Today, complete Jazz portfolios and individual plates like The Horse, the Rider, and the Clown and Icarus are held in many major museums, including the Museum of Modern Art (MoMA), the Centre Pompidou in Paris, and the Art Institute of Chicago. Their exact locations can vary depending on exhibitions and loans, but they’re considered part of many permanent collections.
In The Horse, the Rider, and the Clown and Icarus, from Henri Matisse’s Jazz series (1947), the figures and shapes don’t show a full story the way a painting from the Renaissance might, but they still use symbols that connect to older traditions—especially from mythology, performance, and storytelling.
In Icarus, Matisse shows a figure falling or floating with arms outstretched. The title connects it to the Greek myth of Icarus, the boy who flew too close to the sun with wings made of feathers and wax. The wax melted, and he fell into the sea. It’s a myth that shows up a lot in European art and literature. The red shape near the figure’s chest has been described by some art historians as a symbolic heart or a wound, linking to the moment of Icarus’s fall. Other scholars see the red shape as just part of the design, not meant to look like a real heart or injury.

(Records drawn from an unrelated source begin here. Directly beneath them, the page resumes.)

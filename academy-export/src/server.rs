//! Lifecycle of the throwaway server that the exporter crawls.
//!
//! The server is a child process running `<program> serve` on a loopback
//! port with a fresh SQLite file in a private temp directory, so a crawl
//! never sees or touches a learner's real progress. The child is spawned
//! with `kill_on_drop`, so it is released even when the export bails out
//! early.

use std::path::PathBuf;
use std::process::{ExitStatus, Stdio};
use std::time::Duration;
use tempfile::TempDir;
use thiserror::Error;
use tokio::process::{Child, Command};
use tokio::time::{sleep, timeout, Instant};

const POLL_INTERVAL: Duration = Duration::from_millis(250);
const HEALTH_PATH: &str = "/healthz";

#[derive(Error, Debug)]
pub enum ServerError {
    #[error("server executable {path} is not runnable: {reason}")]
    NotRunnable { path: PathBuf, reason: String },

    #[error("failed to spawn {path}: {source}")]
    Spawn {
        path: PathBuf,
        #[source]
        source: std::io::Error,
    },

    #[error("failed to create temporary database directory: {0}")]
    TempDir(#[source] std::io::Error),

    #[error("failed to stop server: {0}")]
    Stop(#[source] std::io::Error),

    #[error("failed to build health-check client: {0}")]
    Client(#[from] reqwest::Error),
}

/// How to launch the server
#[derive(Debug, Clone)]
pub struct ServerSpec {
    pub program: PathBuf,
    pub config_path: Option<PathBuf>,
    pub port: u16,
}

impl ServerSpec {
    pub fn base_url(&self) -> String {
        format!("http://127.0.0.1:{}", self.port)
    }

    /// Confirm the program starts at all by asking for its version
    pub async fn check_runnable(&self) -> Result<String, ServerError> {
        let output = Command::new(&self.program)
            .arg("--version")
            .output()
            .await
            .map_err(|e| ServerError::NotRunnable {
                path: self.program.clone(),
                reason: e.to_string(),
            })?;

        if !output.status.success() {
            return Err(ServerError::NotRunnable {
                path: self.program.clone(),
                reason: format!("--version exited with {:?}", output.status.code()),
            });
        }

        let version = String::from_utf8_lossy(&output.stdout).trim().to_string();
        tracing::debug!(bin = %self.program.display(), %version, "server executable ready");
        Ok(version)
    }
}

/// A running server child process
pub struct EphemeralServer {
    child: Child,
    base_url: String,
    /// Holds the disposable database; removed on drop
    _db_dir: TempDir,
}

impl EphemeralServer {
    pub async fn start(spec: &ServerSpec) -> Result<Self, ServerError> {
        let db_dir = tempfile::Builder::new()
            .prefix("academy-export-")
            .tempdir()
            .map_err(ServerError::TempDir)?;
        let db_path = db_dir.path().join("progress.db");

        let mut command = Command::new(&spec.program);
        if let Some(config) = &spec.config_path {
            command.arg("--config").arg(config);
        }
        command
            .arg("serve")
            .arg("--port")
            .arg(spec.port.to_string())
            .arg("--db")
            .arg(&db_path)
            .arg("--no-watch")
            .stdin(Stdio::null())
            .stdout(Stdio::null())
            .kill_on_drop(true);

        let child = command.spawn().map_err(|source| ServerError::Spawn {
            path: spec.program.clone(),
            source,
        })?;
        tracing::info!(pid = ?child.id(), port = spec.port, "started export server");

        Ok(Self {
            child,
            base_url: spec.base_url(),
            _db_dir: db_dir,
        })
    }

    pub fn base_url(&self) -> &str {
        &self.base_url
    }

    pub fn pid(&self) -> Option<u32> {
        self.child.id()
    }

    /// Poll the health endpoint until it answers 2xx or `limit` elapses.
    /// Returns false early if the child exits.
    pub async fn await_ready(&mut self, limit: Duration) -> Result<bool, ServerError> {
        let client = reqwest::Client::builder()
            .timeout(Duration::from_secs(2))
            .build()?;
        let url = format!("{}{}", self.base_url, HEALTH_PATH);
        let deadline = Instant::now() + limit;

        loop {
            if let Ok(Some(status)) = self.child.try_wait() {
                tracing::warn!(%status, "export server exited before becoming ready");
                return Ok(false);
            }

            match client.get(&url).send().await {
                Ok(resp) if resp.status().is_success() => return Ok(true),
                Ok(resp) => tracing::debug!(status = %resp.status(), "server not ready"),
                Err(err) => tracing::trace!("server not ready: {}", err),
            }

            if Instant::now() + POLL_INTERVAL > deadline {
                return Ok(false);
            }
            sleep(POLL_INTERVAL).await;
        }
    }

    /// Ask the server to exit, then kill it once `grace` has elapsed
    pub async fn stop(mut self, grace: Duration) -> Result<Option<ExitStatus>, ServerError> {
        if let Ok(Some(status)) = self.child.try_wait() {
            return Ok(Some(status));
        }

        self.terminate();
        match timeout(grace, self.child.wait()).await {
            Ok(status) => status.map(Some).map_err(ServerError::Stop),
            Err(_) => {
                tracing::warn!("export server ignored SIGTERM for {:?}; killing", grace);
                self.child.kill().await.map_err(ServerError::Stop)?;
                Ok(None)
            }
        }
    }

    #[cfg(unix)]
    fn terminate(&mut self) {
        if let Some(pid) = self.child.id() {
            // SAFETY: kill(2) has no memory-safety preconditions; the pid is
            // our own unreaped child.
            let rc = unsafe { libc::kill(pid as libc::pid_t, libc::SIGTERM) };
            if rc != 0 {
                tracing::warn!(
                    "failed to send SIGTERM to {}: {}",
                    pid,
                    std::io::Error::last_os_error()
                );
            }
        }
    }

    #[cfg(not(unix))]
    fn terminate(&mut self) {
        if let Err(err) = self.child.start_kill() {
            tracing::warn!("failed to stop export server: {}", err);
        }
    }
}

#[cfg(test)]
mod tests {
    use super::*;

    #[tokio::test]
    async fn test_missing_program_is_not_runnable() {
        let spec = ServerSpec {
            program: PathBuf::from("/definitely/not/academy"),
            config_path: None,
            port: 18999,
        };
        assert!(matches!(
            spec.check_runnable().await,
            Err(ServerError::NotRunnable { .. })
        ));
    }

    /// A stand-in server that never answers HTTP and ignores SIGTERM
    #[cfg(unix)]
    fn stubborn_server(dir: &std::path::Path) -> PathBuf {
        use std::os::unix::fs::PermissionsExt;

        let script = dir.join("stubborn-server");
        std::fs::write(&script, "#!/bin/sh\ntrap '' TERM\nsleep 30\n").unwrap();
        std::fs::set_permissions(&script, std::fs::Permissions::from_mode(0o755)).unwrap();
        script
    }

    #[cfg(unix)]
    #[tokio::test]
    async fn test_unready_server_times_out_and_is_killed() {
        let dir = TempDir::new().unwrap();
        let spec = ServerSpec {
            program: stubborn_server(dir.path()),
            config_path: None,
            port: 18996,
        };

        let mut server = EphemeralServer::start(&spec).await.unwrap();
        assert!(!server.await_ready(Duration::from_millis(700)).await.unwrap());

        let started = Instant::now();
        let status = server.stop(Duration::from_millis(300)).await.unwrap();
        assert!(status.is_none(), "SIGTERM was ignored, so the child must be killed");
        assert!(started.elapsed() < Duration::from_secs(5));
    }

    #[test]
    fn test_base_url_uses_loopback() {
        let spec = ServerSpec {
            program: PathBuf::from("academy"),
            config_path: None,
            port: 18765,
        };
        assert_eq!(spec.base_url(), "http://127.0.0.1:18765");
    }
}
//! CLI command implementations.

pub mod export;
pub mod init;
pub mod serve;

pub use export::export_site;
pub use init::init_project;
pub use serve::serve_course;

In The Horse, the Rider, and the Clown, the images come from the circus. Matisse was interested in performance and had seen circuses during his life. Horses and clowns were common subjects in French popular entertainment, especially in the late 1800s and early 1900s. The clown here may relate to the Pierrot figure from commedia dell’arte, an old style of theater that used costumes and set roles. The rider could be a reference to circus performers or equestrian shows. These were familiar in France, where street performers and traveling circuses were popular forms of entertainment. The symbols here don’t seem to form one full scene or narrative. They are more like parts from different acts, side by side on the same stage.
The cut-out style of the Jazz series adds to how the symbols are arranged. The shapes are bold and flat, almost like paper dolls or silhouettes. They aren’t placed in a deep space with backgrounds or settings. Instead, they float, with strong outlines and no shadows. This makes the symbols feel separated, but still part of the same visual rhythm. Some art historians think this organization relates to jazz music, where individual instruments play alone and also as a group. Matisse himself chose the title Jazz, and while the pictures don’t show musical scenes, the way the shapes move and interact might be a kind of visual version of rhythm and syncopation.

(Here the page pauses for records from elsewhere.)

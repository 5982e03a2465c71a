//! Client-side replacements for server endpoints, injected into exported pages.
//!
//! Each script carries a fixed `id` so the rewriter can tell it was already
//! injected.

pub const PROGRESS_SCRIPT_ID: &str = "static-progress-js";
pub const QUIZ_SCRIPT_ID: &str = "static-quiz-js";
pub const QUIZ_KEY_ID: &str = "static-quiz-key";

/// `localStorage` key holding `{ lesson_id: completed_at }`
pub const PROGRESS_STORAGE_KEY: &str = "academy_progress";
/// `localStorage` key holding `{ quiz_id: best_attempt }`
pub const QUIZ_STORAGE_KEY: &str = "academy_quiz_best";

/// Lesson completion toggle backed by `localStorage`
pub const PROGRESS_JS: &str = r#"
<script id="static-progress-js">
(function () {
  var STORAGE_KEY = 'academy_progress';

  function load() {
    try { return JSON.parse(localStorage.getItem(STORAGE_KEY) || '{}') || {}; }
    catch (e) { return {}; }
  }

  function save(data) {
    localStorage.setItem(STORAGE_KEY, JSON.stringify(data));
  }

  function toggle(lessonId) {
    var data = load();
    if (data[lessonId]) { delete data[lessonId]; }
    else { data[lessonId] = new Date().toISOString(); }
    save(data);
    return !!data[lessonId];
  }

  function render(wrap, lessonId, completed) {
    wrap.innerHTML = '';
    var btn = document.createElement('button');
    btn.type = 'button';
    btn.className = 'btn ' + (completed ? 'btn-success' : 'btn-outline');
    btn.textContent = completed ? '✅ Completed' : 'Mark Complete';
    btn.setAttribute('data-progress-toggle', lessonId);
    btn.addEventListener('click', function () {
      render(wrap, lessonId, toggle(lessonId));
      if (window.academyRefreshSidebar) { window.academyRefreshSidebar(); }
    });
    wrap.appendChild(btn);
  }

  document.addEventListener('DOMContentLoaded', function () {
    var wrap = document.getElementById('progress-btn-wrap');
    if (!wrap) return;
    var input = wrap.querySelector('input[name="lesson_id"]');
    if (!input || !input.value) return;
    render(wrap, input.value, !!load()[input.value]);
  });
})();
</script>
"#;

/// Recomputes sidebar badges from `localStorage`
pub const SIDEBAR_JS: &str = r#"
<script id="static-sidebar-progress-js">
(function () {
  function refresh() {
    var data;
    try { data = JSON.parse(localStorage.getItem('academy_progress') || '{}') || {}; }
    catch (e) { data = {}; }

    document.querySelectorAll('[data-module-lessons]').forEach(function (el) {
      var lessons;
      try { lessons = JSON.parse(el.getAttribute('data-module-lessons')); }
      catch (e) { return; }
      var done = lessons.filter(function (id) { return !!data[id]; }).length;
      var badge = el.querySelector('.sidebar-badge');
      if (!badge) return;
      badge.textContent = done + '/' + lessons.length;
      badge.classList.toggle('badge-done', lessons.length > 0 && done === lessons.length);
    });
  }

  window.academyRefreshSidebar = refresh;
  document.addEventListener('DOMContentLoaded', refresh);
})();
</script>
"#;

/// Client-side quiz grading. Reads the answer key from the JSON block with
/// id `static-quiz-key`.
pub const QUIZ_JS: &str = r#"
<script id="static-quiz-js">
(function () {
  var STORAGE_KEY = 'academy_quiz_best';

  function loadBest() {
    try { return JSON.parse(localStorage.getItem(STORAGE_KEY) || '{}') || {}; }
    catch (e) { return {}; }
  }

  function showBest(box, best) {
    if (!box) return;
    box.textContent = best
      ? 'Best score: ' + best.score + '/' + best.total + ' (' + best.pct + '%)'
      : '';
  }

  document.addEventListener('DOMContentLoaded', function () {
    var form = document.getElementById('quiz-form');
    var keyEl = document.getElementById('static-quiz-key');
    if (!form || !keyEl) return;

    var key;
    try { key = JSON.parse(keyEl.textContent); }
    catch (e) { return; }

    var bestBox = document.getElementById('quiz-best');
    showBest(bestBox, loadBest()[key.quiz_id]);

    form.addEventListener('submit', function (ev) {
      ev.preventDefault();
      var correct = 0;

      key.questions.forEach(function (q) {
        var chosen = form.querySelector('input[name="' + q.id + '"]:checked');
        var answer = chosen ? chosen.value : '';
        var ok = answer === q.correct;
        if (ok) correct += 1;

        var block = form.querySelector('[data-question-id="' + q.id + '"]');
        var feedback = block && block.querySelector('.quiz-feedback');
        if (!feedback) return;
        feedback.hidden = false;
        feedback.className = 'quiz-feedback ' + (ok ? 'correct' : 'incorrect');
        feedback.textContent = (ok ? 'Correct.' : 'Incorrect. Correct answer: ' + q.correct + '.')
          + (q.explanation ? ' ' + q.explanation : '');
      });

      var total = key.questions.length;
      var pct = total ? Math.floor(correct * 100 / total) : 0;
      var passing = pct >= key.passing_score;

      var result = document.getElementById('quiz-result');
      if (!result) {
        result = document.createElement('section');
        result.id = 'quiz-result';
        form.parentNode.insertBefore(result, form);
      }
      result.className = 'quiz-result ' + (passing ? 'pass' : 'fail');
      result.textContent = (passing ? 'Passed' : 'Not yet') + ': '
        + correct + '/' + total + ' (' + pct + '%)';

      var all = loadBest();
      var prev = all[key.quiz_id];
      if (!prev || correct >= prev.score) {
        all[key.quiz_id] = {
          score: correct, total: total, pct: pct,
          attempted_at: new Date().toISOString()
        };
        localStorage.setItem(STORAGE_KEY, JSON.stringify(all));
      }
      showBest(bestBox, all[key.quiz_id]);
    });
  });
})();
</script>
"#;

Different art historians have offered different takes on the meaning. Some link Icarus to ideas of war or human failure, since it was made just after World War II. Others say it’s about freedom or the risk that comes with creativity. In The Horse, the Rider, and the Clown, some scholars see a mix of joy and danger—the fun of the circus alongside the risk of falling, jumping, or getting hurt. But Matisse didn’t write detailed explanations of what each picture meant, so interpretations vary.

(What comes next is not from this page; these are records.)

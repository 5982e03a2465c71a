//! Export command implementation.

use academy_core::Config;
use academy_export::Exporter;
use anyhow::{Context, Result};
use std::path::{Path, PathBuf};

/// Export the site. Returns false when any page failed.
pub async fn export_site(config_path: &Path, out: Option<PathBuf>) -> Result<bool> {
    let mut config = Config::load(config_path).context("Failed to load config")?;

    if let Some(out) = out {
        // A command-line path is relative to the working directory, not the config
        config.paths.output = if out.is_absolute() {
            out
        } else {
            std::env::current_dir()
                .context("Failed to read current directory")?
                .join(out)
        };
    }

    let server_bin = match &config.export.server_bin {
        Some(bin) => config.resolve_relative(bin),
        None => std::env::current_exe().context("Failed to locate the academy executable")?,
    };

    let mut exporter = Exporter::new(config, server_bin);
    let summary = exporter.run().await.context("Export failed")?;
    Ok(summary.is_success())
}
//! Fetches rendered pages from the running server.

use std::time::Duration;
use thiserror::Error;

#[derive(Error, Debug)]
pub enum FetchError {
    #[error("{path}: timed out")]
    Timeout { path: String },

    #[error("{path}: HTTP {status}")]
    Status { path: String, status: u16 },

    #[error("{path}: {source}")]
    Transport {
        path: String,
        #[source]
        source: reqwest::Error,
    },

    #[error("failed to build HTTP client: {0}")]
    Client(#[source] reqwest::Error),
}

impl FetchError {
    fn from_reqwest(path: &str, err: reqwest::Error) -> Self {
        if err.is_timeout() {
            FetchError::Timeout {
                path: path.to_string(),
            }
        } else {
            FetchError::Transport {
                path: path.to_string(),
                source: err,
            }
        }
    }
}

/// Sequential page fetcher bound to one server
#[derive(Debug, Clone)]
pub struct Crawler {
    client: reqwest::Client,
    base_url: String,
}

impl Crawler {
    /// `timeout` bounds each request, including reading the body
    pub fn new(base_url: impl Into<String>, timeout: Duration) -> Result<Self, FetchError> {
        let client = reqwest::Client::builder()
            .timeout(timeout)
            .build()
            .map_err(FetchError::Client)?;
        Ok(Self {
            client,
            base_url: base_url.into().trim_end_matches('/').to_string(),
        })
    }

    /// GET one page path; any non-2xx status is an error
    pub async fn fetch(&self, path: &str) -> Result<String, FetchError> {
        let url = format!("{}{}", self.base_url, path);
        let response = self
            .client
            .get(&url)
            .send()
            .await
            .map_err(|e| FetchError::from_reqwest(path, e))?;

        let status = response.status();
        if !status.is_success() {
            return Err(FetchError::Status {
                path: path.to_string(),
                status: status.as_u16(),
            });
        }

        response
            .text()
            .await
            .map_err(|e| FetchError::from_reqwest(path, e))
    }
}
//! The session slot: the one document currently being discussed.
//!
//! [`DocumentStore`] holds at most one [`Document`]. An upload replaces the
//! whole `{filename, text}` record in a single write, so a concurrent reader
//! sees either the previous document or the new one, never a mix of both.
//! Clones share the same slot.

use serde::Serialize;
use std::sync::Arc;
use tokio::sync::RwLock;
use tracing::info;

/// An uploaded document's extracted text.
#[derive(Debug, Clone, PartialEq, Eq, Serialize)]
pub struct Document {
    pub filename: String,
    pub text: String,
}

impl Document {
    /// `true` when extraction produced no text at all.
    pub fn is_empty(&self) -> bool {
        self.text.is_empty()
    }
}

/// Single-slot, shared holder of the current [`Document`].
#[derive(Debug, Clone, Default)]
pub struct DocumentStore {
    slot: Arc<RwLock<Option<Arc<Document>>>>,
}

impl DocumentStore {
    pub fn new() -> Self {
        Self::default()
    }

    /// Replace the current document as one unit.
    pub async fn set_document(&self, filename: impl Into<String>, text: impl Into<String>) -> Arc<Document> {
        let doc = Arc::new(Document {
            filename: filename.into(),
            text: text.into(),
        });
        info!("Session document set: '{}' ({} chars)", doc.filename, doc.text.len());
        *self.slot.write().await = Some(Arc::clone(&doc));
        doc
    }

    /// The current document, if any.
    pub async fn get_document(&self) -> Option<Arc<Document>> {
        self.slot.read().await.clone()
    }
}

#[cfg(test)]
mod tests {
    use super::*;

    #[tokio::test]
    async fn starts_empty() {
        assert!(DocumentStore::new().get_document().await.is_none());
    }

    #[tokio::test]
    async fn upload_replaces_wholesale() {
        let store = DocumentStore::new();
        store.set_document("a.pdf", "alpha").await;
        store.set_document("b.pdf", "beta").await;
        let doc = store.get_document().await.unwrap();
        assert_eq!(doc.filename, "b.pdf");
        assert_eq!(doc.text, "beta");
    }

    #[tokio::test]
    async fn clones_share_the_slot() {
        let store = DocumentStore::new();
        let other = store.clone();
        store.set_document("a.pdf", "alpha").await;
        assert_eq!(other.get_document().await.unwrap().filename, "a.pdf");
    }

    #[tokio::test]
    async fn readers_keep_their_snapshot() {
        let store = DocumentStore::new();
        store.set_document("old.pdf", "old").await;
        let held = store.get_document().await.unwrap();
        store.set_document("new.pdf", "new").await;
        assert_eq!(held.filename, "old.pdf");
        assert_eq!(held.text, "old");
    }

    #[tokio::test(flavor = "multi_thread", worker_threads = 4)]
    async fn concurrent_readers_never_see_a_mixed_pair() {
        let store = DocumentStore::new();
        store.set_document("f0.pdf", "t0").await;

        let writer = {
            let store = store.clone();
            tokio::spawn(async move {
                for i in 1..200 {
                    store.set_document(format!("f{i}.pdf"), format!("t{i}")).await;
                }
            })
        };

        let readers: Vec<_> = (0..4)
            .map(|_| {
                let store = store.clone();
                tokio::spawn(async move {
                    for _ in 0..200 {
                        let doc = store.get_document().await.unwrap();
                        let n = doc.filename.trim_start_matches('f').trim_end_matches(".pdf");
                        assert_eq!(doc.text, format!("t{n}"));
                        tokio::task::yield_now().await;
                    }
                })
            })
            .collect();

        writer.await.unwrap();
        for r in readers {
            r.await.unwrap();
        }
    }
}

Overall, the symbols in Jazz don’t form one fixed message. They draw on older stories, performances, and visual traditions, but they are arranged in a new way. The images were created during a time when Matisse was working through illness and recovery, and the world was coming out of war. The use of circus and myth might reflect those conditions—both serious and playful, old and new, personal and public. The symbols are organized more by rhythm and color than by a set storyline, and that approach was unusual in art at the time.